Meghan Sheehan tem 27 anos e é enfermeira. Acabou mais um turno de 12 horas: “O mais difícil é o medo que vive dentro de todos nós. Há muita coisa desconhecida neste momento. Tememos o que vai acontecer amanhã, qual vai ser o aspecto do serviço de emergência quando chegarmos na próxima semana. Temos receios pelos nossos próprios colegas, se vão adoecer. Também tememos ser portadores assintomáticos e trazer este vírus para casa, para as nossas famílias e para os nossos entes queridos. Tem havido muito medo sobre os mantimentos, se os mesmos vão acabar. E depois, obviamente, há o medo de ver os pacientes e não ser capaz de fazer nada do que normalmente podemos fazer para ajudar a salvar-lhes a vida.”
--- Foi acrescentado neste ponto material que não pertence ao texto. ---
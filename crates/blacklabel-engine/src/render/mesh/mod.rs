//! GPU backend for `gfx` scenes.
//!
//! [`WgpuEngine`] implements [`Engine`](crate::gfx::Engine) on the CPU side:
//! it validates resources, tessellates geometry and queues one
//! [`FrameSubmission`] per surface. [`MeshRenderer`] drains that queue during
//! the window's frame and draws each submission into the screen region of the
//! container that hosts its surface.

mod engine;
mod renderer;

pub use engine::{FrameSubmission, MeshDraw, WgpuEngine};
pub use renderer::MeshRenderer;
Vai para casa todas as noites sem ligar o rádio e usa o tempo tranquilo para pensar sobre o turno e os seus pacientes. Quando chega, esforça-se por não o fazer mais e não reviver o dia. “Entro em casa, tomo banho imediatamente e tento jantar com a minha família, sempre sem falar sobre isso”, diz. “A noite é definitivamente a parte mais difícil, porque estás constantemente a pensar no que o dia seguinte te trará.”